豊島逸夫の手帖

Page1279 経済危機下の資産防衛―円は安全?

2012年10月15日

今日の見出しは、実は今晩(10月15日)午後7時から1時間生出演するBSジャパン「NIKKEI × BS LIVE 7PM」の今日の「お題」。
筆者が南欧出張を繰り返してきた最大の理由が「債務破たんした、或いは寸前の国」の実態をこの目で見たかったから。経済誌は「国債大暴落―日本沈没」とか、おどろおどろしいタイトルをつけて雑誌を売ろうとする意図が見え見えだけれど、本当のところどうなの。日本人のコメンテーターも殆どが「国債利回り」とか「財政赤字対GDP比」などの統計データを元に語るけど、現地の空気を吸ってきた人は少ない。
そこで筆者が南欧で見た財政危機の「予告編」みたいなことを話す予定。
1時間番組なのでタップリ話せると思う。生番組なので本音を言ったもの勝ちみたいなところもある。編集もされないし。
テレビの衛星放送のいい所は、こういうトピック別に深掘りできることかな。地上波は、金太郎飴みたいにどこ切っても同じようなものだからね。

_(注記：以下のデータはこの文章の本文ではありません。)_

use ring_types::{Rect, Segment};
use rstar::{RTree, RTreeObject, AABB};

/// A bounding-volume hierarchy over a ring's segments, backed by
/// `rstar::RTree` — the same crate `geo-types` offers behind its optional
/// `rstar` feature. Construction is `O(n log n)` (rstar's bulk loader);
/// `search` is a logarithmic-plus-output-size window query.
///
/// The tree is purely an acceleration structure: every leaf is a copy of
/// one of the series' segments plus its index, so a `Bvh::search` and a
/// linear scan filtered by the same window always produce the same
/// segment set.
#[derive(Debug, Clone)]
pub struct Bvh {
    tree: RTree<SegmentLeaf>,
}

#[derive(Debug, Clone, Copy, PartialEq)]
struct SegmentLeaf {
    idx: usize,
    seg: Segment,
}

impl RTreeObject for SegmentLeaf {
    type Envelope = AABB<[f64; 2]>;

    fn envelope(&self) -> Self::Envelope {
        let r = self.seg.bounding_rect();
        AABB::from_corners([r.min().x(), r.min().y()], [r.max().x(), r.max().y()])
    }
}

impl Bvh {
    /// Builds a tree over `segments`, deterministically given the input
    /// order.
    pub fn build(segments: &[Segment]) -> Self {
        let leaves: Vec<SegmentLeaf> = segments
            .iter()
            .enumerate()
            .map(|(idx, &seg)| SegmentLeaf { idx, seg })
            .collect();
        Bvh {
            tree: RTree::bulk_load(leaves),
        }
    }

    /// Invokes `visit(segment, index)` for every segment whose bounding
    /// box intersects `window`. Honors an early-`false` return from
    /// `visit` before the next leaf is inspected.
    pub fn search(&self, window: Rect, visit: &mut dyn FnMut(Segment, usize) -> bool) {
        let envelope = AABB::from_corners(
            [window.min().x(), window.min().y()],
            [window.max().x(), window.max().y()],
        );
        for leaf in self.tree.locate_in_envelope_intersecting(&envelope) {
            if !visit(leaf.seg, leaf.idx) {
                return;
            }
        }
    }

    /// All leaves, in unspecified order — used by the leaf-completeness
    /// invariant test, which compares this against a linear scan as a
    /// multiset.
    pub fn leaves(&self) -> impl Iterator<Item = (Segment, usize)> + '_ {
        self.tree.iter().map(|l| (l.seg, l.idx))
    }

    pub fn len(&self) -> usize {
        self.tree.size()
    }

    pub fn is_empty(&self) -> bool {
        self.len() == 0
    }
}
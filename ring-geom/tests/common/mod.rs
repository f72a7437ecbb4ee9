//! Shared helpers for the acceptance-test binaries in this directory.
//! Not a test binary itself — `tests/common/` is a subdirectory, so cargo
//! doesn't compile it as its own integration-test target.

use ring_geom::{Point, Series};
use std::path::Path;

/// Loads a plain `x,y`-per-line coordinate list into a point vector.
///
/// Used for the large jagged "Arizona-boundary-style" ring fixture that
/// stress-tests indexed vs. linear point-in-ring agreement across many
/// random query points.
pub fn load_fixture_points(name: &str) -> Vec<Point> {
    let path = Path::new(env!("CARGO_MANIFEST_DIR")).join("tests/fixtures").join(name);
    let text = std::fs::read_to_string(&path).unwrap_or_else(|e| panic!("reading fixture {path:?}: {e}"));
    text.lines()
        .filter(|line| !line.trim().is_empty())
        .map(|line| {
            let (x, y) = line.split_once(',').unwrap_or_else(|| panic!("malformed fixture line: {line:?}"));
            Point::new(x.trim().parse().unwrap(), y.trim().parse().unwrap())
        })
        .collect()
}

pub fn square(min: f64, max: f64) -> Series {
    Series::new(vec![
        Point::new(min, min),
        Point::new(max, min),
        Point::new(max, max),
        Point::new(min, max),
    ])
}

pub fn indexed(mut series: Series) -> Series {
    series.build_tree();
    series
}
//! Scalar predicates shared by every ring/segment test: orientation,
//! point-on-segment, raycasting, and segment-segment intersection.
//!
//! Orientation is delegated to the `robust` crate's adaptive-precision
//! `orient2d`, the same predicate `geo`'s `RobustKernel` uses
//! (`geo/src/algorithm/kernels/robust.rs`): it resolves the
//! floating-point tie-breaks the spec calls out as "documented but not
//! promoted to rationals" without us hand-rolling an epsilon.

use ring_types::{Orientation, Point, Segment};

/// Sign of the cross product of `(b - a)` and `(c - a)`.
pub fn orientation(a: Point, b: Point, c: Point) -> Orientation {
    let sign = robust::orient2d(
        robust::Coord { x: a.x(), y: a.y() },
        robust::Coord { x: b.x(), y: b.y() },
        robust::Coord { x: c.x(), y: c.y() },
    );
    if sign > 0.0 {
        Orientation::CounterClockwise
    } else if sign < 0.0 {
        Orientation::Clockwise
    } else {
        Orientation::Collinear
    }
}

/// True iff `p` lies on the closed segment `(a, b)`: collinear with `a`
/// and `b`, and within the segment's bounding box. Handles the degenerate
/// `a == b` segment correctly (only `p == a` is "on" it).
pub fn point_on_segment(p: Point, a: Point, b: Point) -> bool {
    if orientation(a, b, p) != Orientation::Collinear {
        return false;
    }
    let (min_x, max_x) = if a.x() <= b.x() { (a.x(), b.x()) } else { (b.x(), a.x()) };
    let (min_y, max_y) = if a.y() <= b.y() { (a.y(), b.y()) } else { (b.y(), a.y()) };
    p.x() >= min_x && p.x() <= max_x && p.y() >= min_y && p.y() <= max_y
}

/// Result of casting a horizontal ray from `p` to `+infinity` against a
/// segment, per the Jordan-curve point-in-polygon rule.
#[derive(Debug, Clone, Copy, PartialEq, Eq)]
pub struct RaycastResult {
    /// True iff the ray strictly crosses the segment (half-open on the
    /// lower endpoint, so a shared vertex between two ring edges is never
    /// counted twice).
    pub is_in: bool,
    /// True iff `p` lies on the segment itself.
    pub is_on: bool,
}

/// Casts a horizontal ray from `p` toward `+infinity` against segment
/// `(a, b)`.
///
/// If `p` coincides with `a` or `b`, `is_on` is true and `is_in` is
/// false.
pub fn raycast(p: Point, a: Point, b: Point) -> RaycastResult {
    if point_on_segment(p, a, b) {
        return RaycastResult { is_in: false, is_on: true };
    }
    // Half-open rule: an edge is only considered "entering" on one of its
    // two endpoints sharing p's height, so two edges meeting at a vertex
    // level with p contribute exactly one crossing, not zero or two.
    let mut is_in = false;
    if (a.y() > p.y()) != (b.y() > p.y()) {
        let t = (p.y() - a.y()) / (b.y() - a.y());
        let x = a.x() + t * (b.x() - a.x());
        if x > p.x() {
            is_in = true;
        }
    }
    RaycastResult { is_in, is_on: false }
}

/// True iff the closed segments `(a1, a2)` and `(b1, b2)` share at least
/// one point — a proper crossing, an endpoint touch, or a collinear
/// overlap.
pub fn segments_intersect(a1: Point, a2: Point, b1: Point, b2: Point) -> bool {
    let d1 = orientation(b1, b2, a1);
    let d2 = orientation(b1, b2, a2);
    let d3 = orientation(a1, a2, b1);
    let d4 = orientation(a1, a2, b2);

    if d1 != d2 && d3 != d4 {
        return true;
    }
    if d1 == Orientation::Collinear && point_on_segment(a1, b1, b2) {
        return true;
    }
    if d2 == Orientation::Collinear && point_on_segment(a2, b1, b2) {
        return true;
    }
    if d3 == Orientation::Collinear && point_on_segment(b1, a1, a2) {
        return true;
    }
    if d4 == Orientation::Collinear && point_on_segment(b2, a1, a2) {
        return true;
    }
    false
}

/// True iff the two segments cross transversally, or overlap collinearly
/// on a non-degenerate interval — excluding the case where they merely
/// touch at a shared endpoint.
///
/// This is the predicate ring code reaches for when it needs to tell "the
/// boundary touches" apart from "the boundary is crossed into the
/// exterior" (e.g. `ringContainsRing`'s "no segment of inner properly
/// crosses any segment of outer").
pub fn segments_overlap_properly(a1: Point, a2: Point, b1: Point, b2: Point) -> bool {
    let d1 = orientation(b1, b2, a1);
    let d2 = orientation(b1, b2, a2);
    let d3 = orientation(a1, a2, b1);
    let d4 = orientation(a1, a2, b2);

    if d1 != d2 && d3 != d4 && d1 != Orientation::Collinear && d2 != Orientation::Collinear {
        return true;
    }

    // Collinear case: overlap only counts as "proper" if the shared
    // interval has positive length, i.e. more than a single shared point.
    if d1 == Orientation::Collinear && d2 == Orientation::Collinear && d3 == Orientation::Collinear && d4 == Orientation::Collinear {
        let (lo_a, hi_a) = axis_extent(a1, a2);
        let (lo_b, hi_b) = axis_extent(b1, b2);
        let lo = lo_a.max(lo_b);
        let hi = hi_a.min(hi_b);
        return hi - lo > 0.0;
    }
    false
}

/// Projects a segment onto whichever axis it varies more along, returning
/// `(min, max)` — used to test collinear overlap length-agnostic of
/// orientation.
fn axis_extent(a: Point, b: Point) -> (f64, f64) {
    if (a.x() - b.x()).abs() >= (a.y() - b.y()).abs() {
        if a.x() <= b.x() { (a.x(), b.x()) } else { (b.x(), a.x()) }
    } else if a.y() <= b.y() {
        (a.y(), b.y())
    } else {
        (b.y(), a.y())
    }
}

/// True iff the two segments cross transversally — a strict crossing with
/// no collinear component at all.
///
/// This is the predicate `contains`-style code reaches for when it must
/// tell "inner's edge dips into outer's exterior" apart from "inner's
/// edge merely runs along outer's boundary" — a ring edge sitting exactly
/// on top of (or partially overlapping) another ring's edge is boundary
/// contact, not an escape into the exterior, and must not fail a
/// containment check (`ringContainsRing(r, r, true) == true` depends on
/// this: a ring's edges are always collinear with themselves).
pub fn segments_cross_transversally(a1: Point, a2: Point, b1: Point, b2: Point) -> bool {
    let d1 = orientation(b1, b2, a1);
    let d2 = orientation(b1, b2, a2);
    let d3 = orientation(a1, a2, b1);
    let d4 = orientation(a1, a2, b2);
    d1 != d2
        && d3 != d4
        && d1 != Orientation::Collinear
        && d2 != Orientation::Collinear
        && d3 != Orientation::Collinear
        && d4 != Orientation::Collinear
}

/// Bounding rectangle helper used throughout the predicate modules.
pub fn segment_rect(seg: Segment) -> ring_types::Rect {
    seg.bounding_rect()
}

/// Clips segment `(a, b)` to the portion lying inside-or-on `rect`, via
/// Liang-Barsky parametric clipping.
///
/// Returns `None` when the segment misses the rectangle entirely.
/// Degenerate segments (`a == b`) are handled as their own case: the
/// result is `Some((a, a))` iff `a` is inside-or-on `rect`.
pub fn clip_segment_to_rect(a: Point, b: Point, rect: ring_types::Rect) -> Option<(Point, Point)> {
    if a == b {
        return if rect.contains_point(a) { Some((a, a)) } else { None };
    }
    let (t0, t1) = clip_segment_interval(a, b, rect)?;
    let dx = b.x() - a.x();
    let dy = b.y() - a.y();
    let lerp = |t: f64| Point::new(a.x() + t * dx, a.y() + t * dy);
    Some((lerp(t0), lerp(t1)))
}

/// The `t0..=t1` parameter interval (within `[0, 1]`) of segment `(a, b)`
/// lying inside-or-on `rect`, where `a` is `t = 0` and `b` is `t = 1`.
///
/// `None` iff the segment misses the rectangle. Exposed separately from
/// [`clip_segment_to_rect`] so line-walking code can test "did this
/// segment reach its own endpoint unclipped" via `t1 == 1.0` — an exact
/// comparison on the parameter, which re-deriving the endpoint through
/// floating-point interpolation and comparing points could spuriously
/// miss.
pub fn clip_segment_interval(a: Point, b: Point, rect: ring_types::Rect) -> Option<(f64, f64)> {
    let dx = b.x() - a.x();
    let dy = b.y() - a.y();
    let mut t0 = 0.0_f64;
    let mut t1 = 1.0_f64;
    let edges = [
        (-dx, a.x() - rect.min().x()),
        (dx, rect.max().x() - a.x()),
        (-dy, a.y() - rect.min().y()),
        (dy, rect.max().y() - a.y()),
    ];
    for (p, q) in edges {
        if p == 0.0 {
            if q < 0.0 {
                return None;
            }
            continue;
        }
        let r = q / p;
        if p < 0.0 {
            if r > t1 {
                return None;
            }
            if r > t0 {
                t0 = r;
            }
        } else {
            if r < t0 {
                return None;
            }
            if r < t1 {
                t1 = r;
            }
        }
    }
    if t0 > t1 {
        return None;
    }
    Some((t0, t1))
}

/// True iff segment `(a, b)` shares at least one point with `rect`.
pub fn segment_intersects_rect(a: Point, b: Point, rect: ring_types::Rect) -> bool {
    clip_segment_to_rect(a, b, rect).is_some()
}

#[cfg(test)]
mod test {
    use super::*;

    #[test]
    fn orientation_basic() {
        let a = Point::new(0.0, 0.0);
        let b = Point::new(1.0, 0.0);
        let c = Point::new(1.0, 1.0);
        assert_eq!(orientation(a, b, c), Orientation::CounterClockwise);
        assert_eq!(orientation(a, c, b), Orientation::Clockwise);
        assert_eq!(orientation(a, b, Point::new(2.0, 0.0)), Orientation::Collinear);
    }

    #[test]
    fn raycast_on_endpoint() {
        let a = Point::new(0.0, 0.0);
        let b = Point::new(2.0, 0.0);
        let r = raycast(a, a, b);
        assert!(r.is_on);
        assert!(!r.is_in);
    }

    #[test]
    fn segments_intersect_negative_cases() {
        assert!(!segments_intersect(
            Point::new(0.0, 0.0),
            Point::new(10.0, 10.0),
            Point::new(11.0, 0.0),
            Point::new(21.0, 10.0)
        ));
        assert!(!segments_intersect(
            Point::new(0.0, 0.0),
            Point::new(10.0, 0.0),
            Point::new(11.0, 0.0),
            Point::new(21.0, 0.0)
        ));
        assert!(!segments_intersect(
            Point::new(0.0, 0.0),
            Point::new(10.0, 10.0),
            Point::new(1.0, 0.0),
            Point::new(11.0, 10.0)
        ));
    }

    #[test]
    fn segments_intersect_crossing() {
        assert!(segments_intersect(
            Point::new(0.0, 0.0),
            Point::new(10.0, 10.0),
            Point::new(0.0, 10.0),
            Point::new(10.0, 0.0)
        ));
    }

    #[test]
    fn collinear_overlap_counts_as_intersecting() {
        assert!(segments_intersect(
            Point::new(0.0, 0.0),
            Point::new(10.0, 0.0),
            Point::new(5.0, 0.0),
            Point::new(15.0, 0.0)
        ));
        assert!(segments_overlap_properly(
            Point::new(0.0, 0.0),
            Point::new(10.0, 0.0),
            Point::new(5.0, 0.0),
            Point::new(15.0, 0.0)
        ));
    }

    #[test]
    fn touching_at_endpoint_is_not_a_proper_overlap() {
        let a1 = Point::new(0.0, 0.0);
        let a2 = Point::new(10.0, 0.0);
        let b1 = Point::new(10.0, 0.0);
        let b2 = Point::new(20.0, 0.0);
        assert!(segments_intersect(a1, a2, b1, b2));
        assert!(!segments_overlap_properly(a1, a2, b1, b2));
    }

    #[test]
    fn a_segment_never_crosses_itself_transversally() {
        let a = Point::new(0.0, 0.0);
        let b = Point::new(10.0, 0.0);
        assert!(!segments_cross_transversally(a, b, a, b));
        assert!(!segments_cross_transversally(a, b, b, a));
    }

    #[test]
    fn clip_segment_fully_inside() {
        let rect = ring_types::Rect::from_ordinates(0.0, 0.0, 10.0, 10.0);
        let got = clip_segment_to_rect(Point::new(1.0, 1.0), Point::new(9.0, 9.0), rect);
        assert_eq!(got, Some((Point::new(1.0, 1.0), Point::new(9.0, 9.0))));
    }

    #[test]
    fn clip_segment_partially_outside() {
        let rect = ring_types::Rect::from_ordinates(0.0, 0.0, 10.0, 10.0);
        let got = clip_segment_to_rect(Point::new(-5.0, 5.0), Point::new(5.0, 5.0), rect);
        assert_eq!(got, Some((Point::new(0.0, 5.0), Point::new(5.0, 5.0))));
    }

    #[test]
    fn clip_segment_missing_rect_is_none() {
        let rect = ring_types::Rect::from_ordinates(0.0, 0.0, 10.0, 10.0);
        let got = clip_segment_to_rect(Point::new(-5.0, -5.0), Point::new(-1.0, -1.0), rect);
        assert_eq!(got, None);
    }

    #[test]
    fn degenerate_segment_clips_to_itself_or_nothing() {
        let rect = ring_types::Rect::from_ordinates(0.0, 0.0, 10.0, 10.0);
        let inside = Point::new(5.0, 5.0);
        let outside = Point::new(50.0, 50.0);
        assert_eq!(clip_segment_to_rect(inside, inside, rect), Some((inside, inside)));
        assert_eq!(clip_segment_to_rect(outside, outside, rect), None);
    }
}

さて、足元の金プラチナ価格は1750ドルを割り込み下落中。
依然、1800ドル前の調整モード。
1800ドルに接近すると中国からの買いが出ない。
昨年は1700ドル台でも積極的に買っていた中国筋が、1600ドル台に価格ゾーンのターゲットを引き下げてきている。年間の中国金需要量はそれほど変わらないだろうが、価格により敏感になっているところに中国経済減速の影響を感じる。
今週は月曜日に中国の物価上昇率、木曜日に中国の経済成長率と相次いで発表されるので、中国関連の材料で動きそう。
そして、アテネ、マドリッド、リスボンからは週末の大規模デモの報道が流れている。スペインがいつ救済要請するのか、マーケットが注目している。